(Saved entries)
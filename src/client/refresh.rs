//! Single-flight coordination for access token refresh

use futures::future::{BoxFuture, FutureExt, Shared};
use std::future::Future;
use tokio::sync::Mutex;
use tracing::debug;

use super::error::RefreshError;

type RefreshFuture = Shared<BoxFuture<'static, Result<String, RefreshError>>>;

#[derive(Default)]
struct Flight {
    generation: u64,
    current: Option<RefreshFuture>,
}

/// Holds at most one in-flight refresh.
///
/// Callers arriving while a refresh runs attach to it instead of starting
/// another; everyone observes the same result. Once resolved, the slot is
/// emptied so the next expiry starts a fresh refresh.
#[derive(Default)]
pub struct RefreshCoordinator {
    flight: Mutex<Flight>,
}

impl RefreshCoordinator {
    pub fn new() -> Self {
        Self::default()
    }

    /// Joins the in-flight refresh, or starts one with `start`.
    ///
    /// `start` is only called when nothing is in flight.
    pub async fn run<F, Fut>(&self, start: F) -> Result<String, RefreshError>
    where
        F: FnOnce() -> Fut,
        Fut: Future<Output = Result<String, RefreshError>> + Send + 'static,
    {
        let (generation, refresh) = {
            let mut flight = self.flight.lock().await;
            match &flight.current {
                Some(existing) => {
                    debug!(generation = flight.generation, "Joining in-flight token refresh");
                    (flight.generation, existing.clone())
                }
                None => {
                    flight.generation += 1;
                    debug!(generation = flight.generation, "Starting token refresh");
                    let refresh = start().boxed().shared();
                    flight.current = Some(refresh.clone());
                    (flight.generation, refresh)
                }
            }
        };

        let result = refresh.await;

        let mut flight = self.flight.lock().await;
        if flight.generation == generation {
            flight.current = None;
        }

        result
    }

    pub async fn in_flight(&self) -> bool {
        self.flight.lock().await.current.is_some()
    }
}
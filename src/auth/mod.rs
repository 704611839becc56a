//! # Auth Module
//!
//! This module handles all authentication-related functionality including:
//! - Telegram Login Widget signature verification
//! - The Telegram login endpoint that forwards verified payloads
//! - Email/password, Google and Telegram login flows on the client side
//! - Logout and current-user lookup

pub mod handlers;
pub mod models;
pub mod routes;
pub mod session;
pub mod telegram;


pub use models::{AuthUser, RegisterRequest};
pub use routes::auth_routes;
pub use session::{AuthSession, SessionError};
pub use telegram::{TelegramAuthError, TelegramVerifier};
// src/main.rs
use axum::{extract::Extension, middleware, Router};
use dotenv::dotenv;
use std::{net::SocketAddr, sync::Arc};
use tokio::{net::TcpListener, sync::RwLock};
use tower_http::{catch_panic::CatchPanicLayer, cors::CorsLayer, trace::TraceLayer};
use tracing::{info, warn};
use tracing_subscriber::EnvFilter;

use misikir::auth;
use misikir::common::{error::panic_response, AppConfig, AppState};
use misikir::logging_middleware;

// ============================================================================
// MAIN APPLICATION ENTRY POINT
// ============================================================================

#[tokio::main]
async fn main() -> anyhow::Result<()> {
    dotenv().ok();

    tracing_subscriber::fmt()
        .with_env_filter(
            EnvFilter::try_from_default_env().unwrap_or_else(|_| EnvFilter::new("info")),
        )
        .with_target(false)
        .init();

    // ========================================================================
    // ENVIRONMENT CONFIGURATION
    // ========================================================================

    let config = AppConfig::from_env();
    info!(backend_url = %config.backend_url, "Loaded configuration");

    if config.telegram_bot_token.is_none() {
        warn!("TELEGRAM_BOT_TOKEN is not set; Telegram logins will fail with a server error");
    }

    // ========================================================================
    // APPLICATION STATE
    // ========================================================================

    let port = config.port;
    let origins: Vec<axum::http::HeaderValue> = config
        .cors_origins
        .iter()
        .filter_map(|origin| origin.parse().ok())
        .collect();

    let shared = Arc::new(RwLock::new(AppState::new(config)));

    // ========================================================================
    // ROUTER COMPOSITION
    // ========================================================================

    let app = Router::new()
        .merge(auth::auth_routes())
        .layer(CatchPanicLayer::custom(panic_response))
        .layer(middleware::from_fn(logging_middleware::log_request_response))
        .layer(Extension(shared))
        .layer(
            CorsLayer::new()
                .allow_origin(origins)
                .allow_methods([axum::http::Method::POST, axum::http::Method::OPTIONS])
                .allow_headers([
                    axum::http::header::CONTENT_TYPE,
                    axum::http::header::AUTHORIZATION,
                    axum::http::HeaderName::from_static(logging_middleware::REQUEST_ID_HEADER),
                ])
                .allow_credentials(true),
        )
        .layer(TraceLayer::new_for_http());

    // ========================================================================
    // SERVER STARTUP
    // ========================================================================

    let addr = SocketAddr::from(([0, 0, 0, 0], port));
    info!("Listening on {}", addr);
    let listener = TcpListener::bind(addr).await?;
    axum::serve(listener, app.into_make_service()).await?;

    Ok(())
}
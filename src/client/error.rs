//! Error types for the authenticated API client

use serde_json::Value;
use std::fmt;
use thiserror::Error;

use super::token_store::TokenStoreError;

/// Normalized error for a non-2xx backend response.
///
/// `message` is stable across backend error shapes so callers can show it
/// directly; `data` keeps the raw body for field-level handling.
#[derive(Debug, Clone, PartialEq)]
pub struct ApiError {
    pub status: u16,
    pub message: String,
    pub data: Value,
}

impl ApiError {
    pub fn from_body(status: u16, data: Value) -> Self {
        let message = extract_message(&data)
            .unwrap_or_else(|| format!("Request failed with status {}", status));
        Self {
            status,
            message,
            data,
        }
    }
}

impl fmt::Display for ApiError {
    fn fmt(&self, f: &mut fmt::Formatter<'_>) -> fmt::Result {
        write!(f, "API error {}: {}", self.status, self.message)
    }
}

impl std::error::Error for ApiError {}

/// Pulls a human-readable message out of the common backend error shapes.
///
/// Order: `detail`, `message`, `error`, then field errors rendered as
/// `field: msg1, msg2` (several fields joined with `; `).
pub fn extract_message(data: &Value) -> Option<String> {
    let obj = data.as_object()?;

    for key in ["detail", "message", "error"] {
        if let Some(msg) = obj.get(key).and_then(Value::as_str) {
            if !msg.trim().is_empty() {
                return Some(msg.to_string());
            }
        }
    }

    let field_errors: Vec<String> = obj
        .iter()
        .filter_map(|(field, value)| {
            let messages: Vec<&str> = value.as_array()?.iter().filter_map(Value::as_str).collect();
            if messages.is_empty() {
                None
            } else {
                Some(format!("{}: {}", field, messages.join(", ")))
            }
        })
        .collect();

    if field_errors.is_empty() {
        None
    } else {
        Some(field_errors.join("; "))
    }
}

/// Why a token refresh did not produce a new access token.
///
/// Cloned to every request waiting on the same refresh.
#[derive(Debug, Clone, Error, PartialEq, Eq)]
pub enum RefreshError {
    #[error("no refresh token stored")]
    NoRefreshToken,

    #[error("refresh endpoint rejected the token with status {0}")]
    Rejected(u16),

    #[error("refresh response did not contain an access token")]
    MalformedResponse,

    #[error("refresh request failed: {0}")]
    Network(String),

    #[error("refresh request timed out")]
    Timeout,

    #[error("could not persist refreshed token: {0}")]
    Storage(String),
}

#[derive(Debug, Error)]
pub enum ClientError {
    #[error("network error: {0}")]
    Network(#[from] reqwest::Error),

    #[error(transparent)]
    Api(#[from] ApiError),

    #[error("session expired: {0}")]
    SessionExpired(#[from] RefreshError),

    #[error("invalid response body: {0}")]
    Decode(String),

    #[error("invalid request: {0}")]
    InvalidRequest(String),

    #[error("token storage error: {0}")]
    Storage(#[from] TokenStoreError),
}

impl ClientError {
    /// HTTP status of the failed call, when the backend answered at all.
    pub fn status(&self) -> Option<u16> {
        match self {
            ClientError::Api(e) => Some(e.status),
            ClientError::Network(e) => e.status().map(|s| s.as_u16()),
            _ => None,
        }
    }
}
//! Authentication data models

use serde::{Deserialize, Deserializer, Serialize};
use serde_json::{Map, Value};

use crate::client::TokenPair;

/// Email/password login request
#[derive(Debug, Serialize)]
pub struct LoginRequest {
    pub email: String,
    pub password: String,
}

/// Account registration request. Business owners register the same way
/// and flag themselves with `is_business_owner`.
#[derive(Debug, Clone, Serialize, Deserialize)]
pub struct RegisterRequest {
    pub email: String,
    pub password: String,
    #[serde(skip_serializing_if = "Option::is_none")]
    pub first_name: Option<String>,
    #[serde(skip_serializing_if = "Option::is_none")]
    pub last_name: Option<String>,
    #[serde(skip_serializing_if = "Option::is_none")]
    pub phone: Option<String>,
    #[serde(default)]
    pub is_business_owner: bool,
}

/// Authenticated user as returned by the backend.
///
/// `id` is always populated; older endpoints only send `user_id`.
#[derive(Debug, Clone, PartialEq, Serialize, Deserialize)]
pub struct AuthUser {
    #[serde(deserialize_with = "string_or_number")]
    pub id: String,
    #[serde(default)]
    pub email: Option<String>,
    #[serde(default)]
    pub first_name: Option<String>,
    #[serde(default)]
    pub last_name: Option<String>,
    #[serde(default)]
    pub username: Option<String>,
    /// Remaining profile fields, passed through untouched
    #[serde(flatten)]
    pub profile: Map<String, Value>,
}

impl AuthUser {
    /// Builds a user from a raw backend object, mapping `user_id` to `id`.
    pub fn from_value(value: Value) -> Result<Self, serde_json::Error> {
        let mut obj = match value {
            Value::Object(obj) => obj,
            other => return serde_json::from_value(other),
        };

        let has_id = obj.get("id").map(|v| !v.is_null()).unwrap_or(false);
        if !has_id {
            if let Some(user_id) = obj.remove("user_id") {
                obj.insert("id".to_string(), user_id);
            }
        }

        serde_json::from_value(Value::Object(obj))
    }
}

/// Token pair and user extracted from a login-type response.
///
/// Accepts `{ tokens: { access, refresh }, user }` as well as top-level
/// `access`/`refresh`.
#[derive(Debug, Clone, PartialEq)]
pub struct AuthPayload {
    pub tokens: TokenPair,
    pub user: Option<AuthUser>,
}

impl AuthPayload {
    pub fn from_value(value: &Value) -> Option<Self> {
        let source = value.get("tokens").unwrap_or(value);
        let access = source.get("access").and_then(Value::as_str)?;
        let refresh = source.get("refresh").and_then(Value::as_str)?;

        let user = value
            .get("user")
            .cloned()
            .and_then(|u| AuthUser::from_value(u).ok());

        Some(Self {
            tokens: TokenPair {
                access: access.to_string(),
                refresh: refresh.to_string(),
            },
            user,
        })
    }
}

fn string_or_number<'de, D>(deserializer: D) -> Result<String, D::Error>
where
    D: Deserializer<'de>,
{
    match Value::deserialize(deserializer)? {
        Value::String(s) => Ok(s),
        Value::Number(n) => Ok(n.to_string()),
        other => Err(serde::de::Error::custom(format!(
            "expected string or number id, got {}",
            other
        ))),
    }
}
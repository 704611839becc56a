// Application state shared across handlers

use crate::client::ApiClient;

use super::config::AppConfig;

/// Server configuration plus the backend client used for forwarding
#[derive(Clone)]
pub struct AppState {
    pub config: AppConfig,
    pub backend: ApiClient,
}

impl AppState {
    pub fn new(config: AppConfig) -> Self {
        let backend = ApiClient::builder(config.backend_url.clone())
            .refresh_timeout(config.refresh_timeout)
            .build();

        Self { config, backend }
    }
}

## [WORK ITEM]
The word "enum" may appear in several lines of the data; copy every line where it does.

## [RESPONSE TO THIS TASK]
pub enum RefreshError {
pub enum ClientError {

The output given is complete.